▶ _Work to be completed_:
Take each line of the entries below that contains "mongodb" and copy it.

▶ _Dataset items_:
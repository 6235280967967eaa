use actix_web::http::StatusCode;
use actix_web::{HttpResponse, ResponseError};
use log::error;
use thiserror::Error;

use crate::models::{ErrorBody, OrderStatus, StockIssue};
use crate::payment::PaymentError;

/// Failures coming out of a store backend.
#[derive(Debug, Error)]
pub enum StoreError {
    #[error("database error: {0}")]
    Database(#[from] mongodb::error::Error),
    #[error("store unavailable: {0}")]
    Unavailable(String),
    /// A unique index rejected the write.
    #[error("duplicate key: {0}")]
    Duplicate(String),
}

#[derive(Debug, Error)]
pub enum AppError {
    #[error("{0}")]
    Validation(String),
    #[error("Stock issues found")]
    StockConflict(Vec<StockIssue>),
    #[error("{0}")]
    NotFound(String),
    #[error("Order cannot move from {from} to {to}")]
    InvalidTransition { from: OrderStatus, to: OrderStatus },
    #[error("{0}")]
    Payment(String),
    #[error("{0}")]
    Unauthorized(String),
    #[error("{0}")]
    Forbidden(String),
    #[error("Payment processor error")]
    ExternalService(String),
    #[error("Storage failure")]
    Storage(#[from] StoreError),
}

impl From<PaymentError> for AppError {
    fn from(err: PaymentError) -> Self {
        AppError::ExternalService(err.to_string())
    }
}

impl From<mongodb::error::Error> for AppError {
    fn from(err: mongodb::error::Error) -> Self {
        AppError::Storage(StoreError::Database(err))
    }
}

impl AppError {
    pub fn body(&self) -> ErrorBody {
        let (message, stock_issues) = match self {
            AppError::StockConflict(issues) => (None, issues.clone()),
            AppError::ExternalService(message) => (Some(message.clone()), Vec::new()),
            _ => (None, Vec::new()),
        };
        ErrorBody {
            error: self.to_string(),
            message,
            stock_issues,
        }
    }
}

impl ResponseError for AppError {
    fn status_code(&self) -> StatusCode {
        match self {
            AppError::Validation(_) | AppError::StockConflict(_) => StatusCode::BAD_REQUEST,
            AppError::NotFound(_) => StatusCode::NOT_FOUND,
            AppError::InvalidTransition { .. } => StatusCode::CONFLICT,
            AppError::Payment(_) => StatusCode::PAYMENT_REQUIRED,
            AppError::Unauthorized(_) => StatusCode::UNAUTHORIZED,
            AppError::Forbidden(_) => StatusCode::FORBIDDEN,
            AppError::ExternalService(_) | AppError::Storage(_) => StatusCode::INTERNAL_SERVER_ERROR,
        }
    }

    fn error_response(&self) -> HttpResponse {
        match self {
            AppError::Storage(e) => error!("Storage failure: {}", e),
            AppError::ExternalService(e) => error!("Payment processor error: {}", e),
            _ => {}
        }
        let mut body = serde_json::to_value(self.body()).unwrap_or_default();
        body["success"] = serde_json::Value::Bool(false);
        HttpResponse::build(self.status_code()).json(body)
    }
}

▶ _Task result_:
    Database(#[from] mongodb::error::Error),
impl From<mongodb::error::Error> for AppError {
    fn from(err: mongodb::error::Error) -> Self {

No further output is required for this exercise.